At first, we seem to be watching a relatively conventional midlife-crisis comedy: low key and deadpan, certainly, but nothing too far out of the ordinary. But then surrealism creeps in around the edges. Morton moves into a house that's permanently on fire; a four-year-old writes a best-selling novel about anti-Semitism. It's only then, about halfway through, that Kaufman introduces his central conceit. Hoffman is awarded a limitless grant to produce a new play, and decides to create an epic that will recreate his own life down to minute detail. Instead of staging it in a theatre, he has a replica of several city blocks built in a warehouse, and he casts hundreds of people to play everyone he knows.

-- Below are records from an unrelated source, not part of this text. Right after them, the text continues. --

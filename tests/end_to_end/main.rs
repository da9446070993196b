//! End-to-End Test Suite
//!
//! Seeds live in-process targets through the public `kvparity` API, captures
//! them, and checks the comparison verdicts.
//!
//! ## Running Tests
//!
//! ```bash
//! cargo test --test end_to_end
//!
//! # Mismatch scenarios only
//! cargo test --test end_to_end mismatch::
//! ```

#[path = "../common/mod.rs"]
mod common;

mod consistency;
mod mismatch;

Years pass, the project spirals and proceedings get more hallucinatory from there.
What it signifies is a matter for debate, but in an early sequence Hoffman is seen directing Arthur Miller's Death of a Salesman, a play which had the working title "The Inside of His Head", so we can assume that we're seeing a fevered projection of his own anxieties. Synecdoche, New York came about when Kaufman was hired to write a horror film, and he realised that the things that horrified him weren't vampires or serial killers, but the prospect of loneliness, ill health and mortality. Beyond that... well, several viewings may be required to tease out hidden meanings. Luckily, there's enough dry comedy and dazzling imagination to make those viewings an enticing prospect.